▶ _Aim of the exercise_:
Write the records out again, keeping each line exactly as it is.

::: Source material :::

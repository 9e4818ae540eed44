use std::sync::Arc;

use crate::database::{TxnTimeouts, begin_bounded};
use crate::entities::{AwardStatus, reward_entity as rewards, user_reward_entity as user_rewards};
use crate::error::{AppError, AppResult};
use crate::models::{
    ClaimRewardResponse, PaginatedResponse, PaginationParams, UserRewardPageResponse,
    UserRewardQuery, UserRewardResponse,
};
use crate::utils::{Clock, SystemClock};
use chrono::{DateTime, Utc};
use sea_orm::{
    ColumnTrait, ConnectionTrait, DatabaseConnection, EntityTrait, PaginatorTrait, QueryFilter, QueryOrder,
    QuerySelect, Set,
};
use uuid::Uuid;

#[derive(Clone)]
pub struct ClaimService {
    pool: DatabaseConnection,
    timeouts: TxnTimeouts,
    clock: Arc<dyn Clock>,
}

impl ClaimService {
    pub fn new(pool: DatabaseConnection, timeouts: TxnTimeouts) -> Self {
        Self {
            pool,
            timeouts,
            clock: Arc::new(SystemClock),
        }
    }

    pub fn with_clock(mut self, clock: Arc<dyn Clock>) -> Self {
        self.clock = clock;
        self
    }

    /// 兑奖
    ///
    /// - 按 (user, claim_code, pending) 查找; 码错误 / 他人的码 / 已兑换统一返回 404
    /// - 已过期返回 400, 记录保持 pending
    /// - 以 `status = pending` 为条件更新, 并发兑换同一码只有一个成功
    pub async fn claim(&self, user_id: Uuid, claim_code: &str) -> AppResult<ClaimRewardResponse> {
        let claim_code = claim_code.trim();
        if claim_code.is_empty() {
            return Err(AppError::ValidationError("Claim code is required".into()));
        }

        let now = self.clock.now();
        let txn = begin_bounded(&self.pool, self.timeouts).await?;

        let (award, reward) = user_rewards::Entity::find()
            .filter(user_rewards::Column::UserId.eq(user_id))
            .filter(user_rewards::Column::ClaimCode.eq(claim_code))
            .filter(user_rewards::Column::Status.eq(AwardStatus::Pending))
            .find_also_related(rewards::Entity)
            .one(&txn)
            .await?
            .ok_or_else(|| {
                AppError::NotFound("Invalid claim code or reward already claimed".into())
            })?;

        if award.is_expired_at(now) {
            return Err(AppError::Expired("Reward has expired".into()));
        }

        mark_claimed(&txn, award.id, now).await?;
        txn.commit().await?;
        log::info!("User {user_id} claimed reward record {}", award.id);

        let claimed = user_rewards::Model {
            status: AwardStatus::Claimed,
            claimed_at: Some(now),
            updated_at: now,
            ..award
        };
        Ok(ClaimRewardResponse {
            message: "Reward claimed successfully".into(),
            reward: UserRewardResponse::new(claimed, reward, now),
        })
    }

    /// 分页获取用户中奖记录（倒序）
    pub async fn list_user_rewards(
        &self,
        user_id: Uuid,
        query: &UserRewardQuery,
    ) -> AppResult<UserRewardPageResponse> {
        let params = PaginationParams::new(query.page, query.per_page);
        let now = self.clock.now();

        let base_query =
            user_rewards::Entity::find().filter(user_rewards::Column::UserId.eq(user_id));

        let total = base_query.clone().count(&self.pool).await?;

        let rows = base_query
            .order_by_desc(user_rewards::Column::CreatedAt)
            .order_by_desc(user_rewards::Column::Id)
            .find_also_related(rewards::Entity)
            .limit(params.get_limit())
            .offset(params.get_offset())
            .all(&self.pool)
            .await?;

        let items = rows
            .into_iter()
            .map(|(award, reward)| UserRewardResponse::new(award, reward, now))
            .collect();

        Ok(PaginatedResponse::new(
            items,
            params.get_page(),
            params.get_limit(),
            total,
        ))
    }
}

/// pending -> claimed 条件更新; 0 行表示已被并发请求兑换
pub(crate) async fn mark_claimed<C: ConnectionTrait>(
    db: &C,
    award_id: Uuid,
    now: DateTime<Utc>,
) -> AppResult<()> {
    let updated = user_rewards::Entity::update_many()
        .set(user_rewards::ActiveModel {
            status: Set(AwardStatus::Claimed),
            claimed_at: Set(Some(now)),
            updated_at: Set(now),
            ..Default::default()
        })
        .filter(user_rewards::Column::Id.eq(award_id))
        .filter(user_rewards::Column::Status.eq(AwardStatus::Pending))
        .exec(db)
        .await?;

    if updated.rows_affected == 0 {
        log::warn!("Claim race lost for reward record {award_id}");
        return Err(AppError::Conflict("Reward already claimed".into()));
    }
    Ok(())
}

:::

▶ _Your response_:
repository 9e4818ae540eed44
use std::sync::Arc;

use crate::database::{TxnTimeouts, begin_bounded};
use crate::entities::{AwardStatus, reward_entity as rewards, user_reward_entity as user_rewards};
use crate::error::{AppError, AppResult};
use crate::models::{
    ClaimRewardResponse, PaginatedResponse, PaginationParams, UserRewardPageResponse,
    UserRewardQuery, UserRewardResponse,
};
use crate::utils::{Clock, SystemClock};
use chrono::{DateTime, Utc};
use sea_orm::{
    ColumnTrait, ConnectionTrait, DatabaseConnection, EntityTrait, PaginatorTrait, QueryFilter, QueryOrder,
    QuerySelect, Set,
};
use uuid::Uuid;

#[derive(Clone)]
pub struct ClaimService {
    pool: DatabaseConnection,
    timeouts: TxnTimeouts,
    clock: Arc<dyn Clock>,
}

impl ClaimService {
    pub fn new(pool: DatabaseConnection, timeouts: TxnTimeouts) -> Self {
        Self {
            pool,
            timeouts,
            clock: Arc::new(SystemClock),
        }
    }

    pub fn with_clock(mut self, clock: Arc<dyn Clock>) -> Self {
        self.clock = clock;
        self
    }

    /// 兑奖
    ///
    /// - 按 (user, claim_code, pending) 查找; 码错误 / 他人的码 / 已兑换统一返回 404
    /// - 已过期返回 400, 记录保持 pending
    /// - 以 `status = pending` 为条件更新, 并发兑换同一码只有一个成功
    pub async fn claim(&self, user_id: Uuid, claim_code: &str) -> AppResult<ClaimRewardResponse> {
        let claim_code = claim_code.trim();
        if claim_code.is_empty() {
            return Err(AppError::ValidationError("Claim code is required".into()));
        }

        let now = self.clock.now();
        let txn = begin_bounded(&self.pool, self.timeouts).await?;

        let (award, reward) = user_rewards::Entity::find()
            .filter(user_rewards::Column::UserId.eq(user_id))
            .filter(user_rewards::Column::ClaimCode.eq(claim_code))
            .filter(user_rewards::Column::Status.eq(AwardStatus::Pending))
            .find_also_related(rewards::Entity)
            .one(&txn)
            .await?
            .ok_or_else(|| {
                AppError::NotFound("Invalid claim code or reward already claimed".into())
            })?;

        if award.is_expired_at(now) {
            return Err(AppError::Expired("Reward has expired".into()));
        }

        mark_claimed(&txn, award.id, now).await?;
        txn.commit().await?;
        log::info!("User {user_id} claimed reward record {}", award.id);

        let claimed = user_rewards::Model {
            status: AwardStatus::Claimed,
            claimed_at: Some(now),
            updated_at: now,
            ..award
        };
        Ok(ClaimRewardResponse {
            message: "Reward claimed successfully".into(),
            reward: UserRewardResponse::new(claimed, reward, now),
        })
    }

    /// 分页获取用户中奖记录（倒序）
    pub async fn list_user_rewards(
        &self,
        user_id: Uuid,
        query: &UserRewardQuery,
    ) -> AppResult<UserRewardPageResponse> {
        let params = PaginationParams::new(query.page, query.per_page);
        let now = self.clock.now();

        let base_query =
            user_rewards::Entity::find().filter(user_rewards::Column::UserId.eq(user_id));

        let total = base_query.clone().count(&self.pool).await?;

        let rows = base_query
            .order_by_desc(user_rewards::Column::CreatedAt)
            .order_by_desc(user_rewards::Column::Id)
            .find_also_related(rewards::Entity)
            .limit(params.get_limit())
            .offset(params.get_offset())
            .all(&self.pool)
            .await?;

        let items = rows
            .into_iter()
            .map(|(award, reward)| UserRewardResponse::new(award, reward, now))
            .collect();

        Ok(PaginatedResponse::new(
            items,
            params.get_page(),
            params.get_limit(),
            total,
        ))
    }
}

/// pending -> claimed 条件更新; 0 行表示已被并发请求兑换
pub(crate) async fn mark_claimed<C: ConnectionTrait>(
    db: &C,
    award_id: Uuid,
    now: DateTime<Utc>,
) -> AppResult<()> {
    let updated = user_rewards::Entity::update_many()
        .set(user_rewards::ActiveModel {
            status: Set(AwardStatus::Claimed),
            claimed_at: Set(Some(now)),
            updated_at: Set(now),
            ..Default::default()
        })
        .filter(user_rewards::Column::Id.eq(award_id))
        .filter(user_rewards::Column::Status.eq(AwardStatus::Pending))
        .exec(db)
        .await?;

    if updated.rows_affected == 0 {
        log::warn!("Claim race lost for reward record {award_id}");
        return Err(AppError::Conflict("Reward already claimed".into()));
    }
    Ok(())
}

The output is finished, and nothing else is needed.